Beautiful Between

living fully in the now & not yet

The Ugly Truth About Influence

They told us be strong, be put-together. They told us stand in the place of strength. It’s in the mythology of leaders, of politicians and public figures, and sometimes even in the church. Influencers are sturdy oaks, unbending: refuge in their strength.

But these unyielding oaks, these sturdy-and-strong are not the ones who will positively influence our world, not the ones with the power to truly transform it. That power belongs to the brave, the vulnerable, the overcomers with a story.

This should be you. It should be me. Be strong. Be put-together is a lie when truth and experience show power works best in weakness. And this is the ugly truth about influence: sometimes it requires telling the ugly truth.
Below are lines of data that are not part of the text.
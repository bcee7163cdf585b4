use crate::budgets::budgets_model::{Budget, BudgetUpdate, NewBudget};
use crate::budgets::budgets_traits::{BudgetRepositoryTrait, BudgetServiceTrait};
use crate::errors::{Error, Result};
use async_trait::async_trait;
use std::sync::Arc;

pub const NO_ACCESS_MESSAGE: &str = "User does not have access to Budget.";
pub const NOT_OWNER_MESSAGE: &str = "User is not an owner of Budget.";

pub struct BudgetService {
    repository: Arc<dyn BudgetRepositoryTrait>,
}

impl BudgetService {
    pub fn new(repository: Arc<dyn BudgetRepositoryTrait>) -> Self {
        BudgetService { repository }
    }
}

#[async_trait]
impl BudgetServiceTrait for BudgetService {
    fn ensure_access(&self, budget_id: &str, user_id: &str) -> Result<Budget> {
        let budget = self.repository.find_by_id(budget_id)?;
        if budget.owner_id == user_id || self.repository.is_member(budget_id, user_id)? {
            Ok(budget)
        } else {
            Err(Error::Forbidden(NO_ACCESS_MESSAGE.to_string()))
        }
    }

    fn ensure_owner(&self, budget_id: &str, user_id: &str) -> Result<Budget> {
        let budget = self.ensure_access(budget_id, user_id)?;
        if budget.owner_id != user_id {
            return Err(Error::Forbidden(NOT_OWNER_MESSAGE.to_string()));
        }
        Ok(budget)
    }

    fn list_budgets(&self, user_id: &str) -> Result<Vec<Budget>> {
        self.repository.list_for_user(user_id)
    }

    fn get_budget(&self, budget_id: &str, user_id: &str) -> Result<Budget> {
        self.ensure_access(budget_id, user_id)
    }

    async fn create_budget(&self, user_id: &str, new_budget: NewBudget) -> Result<Budget> {
        let new_budget = NewBudget {
            owner_id: Some(user_id.to_string()),
            ..new_budget
        };
        self.repository.create(new_budget).await
    }

    async fn update_budget(
        &self,
        budget_id: &str,
        user_id: &str,
        update: BudgetUpdate,
    ) -> Result<Budget> {
        self.ensure_access(budget_id, user_id)?;
        self.repository.update(budget_id, update).await
    }

    async fn delete_budget(&self, budget_id: &str, user_id: &str) -> Result<()> {
        self.ensure_owner(budget_id, user_id)?;
        self.repository.delete(budget_id).await?;
        Ok(())
    }

    async fn add_member(&self, budget_id: &str, owner_id: &str, user_id: &str) -> Result<()> {
        self.ensure_owner(budget_id, owner_id)?;
        self.repository.add_member(budget_id, user_id).await
    }

    async fn remove_member(&self, budget_id: &str, owner_id: &str, user_id: &str) -> Result<()> {
        self.ensure_owner(budget_id, owner_id)?;
        self.repository.remove_member(budget_id, user_id).await?;
        Ok(())
    }
}
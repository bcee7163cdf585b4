use serde::Serialize;

/// Single-page list envelope used by every collection endpoint.
#[derive(Serialize, Debug, Clone)]
pub struct Paginated<T: Serialize> {
    pub results: Vec<T>,
    pub count: usize,
}

impl<T: Serialize> From<Vec<T>> for Paginated<T> {
    fn from(results: Vec<T>) -> Self {
        let count = results.len();
        Self { results, count }
    }
}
Everyone who has ever imprinted my life did it with raw honesty, loving authenticity. I saw their pieces, respected them all the more. I knew I could trust them with my grief when they shared their own, trust their wisdom when I knew it was hard-won.

Ten years of working with young people, and they never cared what I’m good at. I never changed a life with a special skill or acting like I had it all together. Time and again, when I scraped up courage to bare my soul, others found permission to not be okay.

So I called a student in the psych ward after she attempted suicide. I told her what it was like to be so depressed I couldn’t put on my shoes. And I shared my story with a room of young women. The anger and bitterness I’d had to uproot from my heart made a girl say maybe there’s hope for me, too. And I write things that terrify me and find others are terrified, too, but just waiting for someone to go first.

We can be the ones to go first. We can give others permission. And permission to be broken is permission to heal.

Don’t mistake me: I’m not advocating for oversharing, for trainwreck Facebook statuses and awkward attention-seeking tales. Neither would I suggest you share details that are too personal, would hurt others, or would be inappropriate based on the context. Sometimes, you need some distance before you can tell some parts, and that’s okay.

But please, tell your story.

Own your story; don’t allow anyone to take it from you. It is your birthright, your gift, to have come through and stand alive on the other side. And it is a gift to the world, a message of hope to those still in the middle and the struggling, maybe just a step behind.

Tell the ugly. Tell the shame and tell the success. But tell it to serve, tell it to encourage, tell it to say me too. Tell it to those who need to hear it, tell it with grace and tact and

And this, this is overcoming with a story. This is changing the world, one person at a time. This is what it means to be the voice of hope.

Because hope says you are not alone.

Hope says you can make it.

Hope says there is more, just hold on. Keep going; it gets better.

Your influence is your authenticity. You are strong in your story, not just the victory but the low moments, too.

We need you. We need your honesty, your realness. We need you to leverage your struggles, not just your strengths. We need you to influence, even if it means telling the ugly truth.

8 Replies

  1. In our weakness we are strong. Thank you for sharing your story.

    1. Thank you, Pamela! Sending you hugs and sunbeams today!

  2. Jocelyn Simmons

    “tell it with grace and tact”, No greater advice for those who struggle with baring their souls. Every time I’ve gotten over myself and let the Holy Spirit speak through me, ministry happened. It is so strange to hear your own voice speak wisdom that you know for sure that did not come from you.
    Many times I’ve said to myself, “crap! I need to wright that down”, and let it pass. Thank you again for being you and sharing what it takes to be His arms and hands.

  3. “Everyone who has ever imprinted my life did it with raw honesty, loving authenticity. I saw their pieces, respected them all the more. I knew I could trust them with my grief when they shared their own, trust their wisdom when I knew it was hard-won.” I love this. I was just talking with my husband about this last night. Its so true that the best way to build authentic relationship is to be authentic and vulnerable, to give permission to be imperfect.

    1. It is so true, Lisa! And it’s a much more free way to live, isn’t it? Thanks so much for coming by!

  4. Good words Sarah encouraging.

    1. Thank you so much, Troy!

  5. Two favorite lines, “Be put-together is a lie” and “Hope says you are not alone.” Yes, yes, yes! A great read for my Monday morning!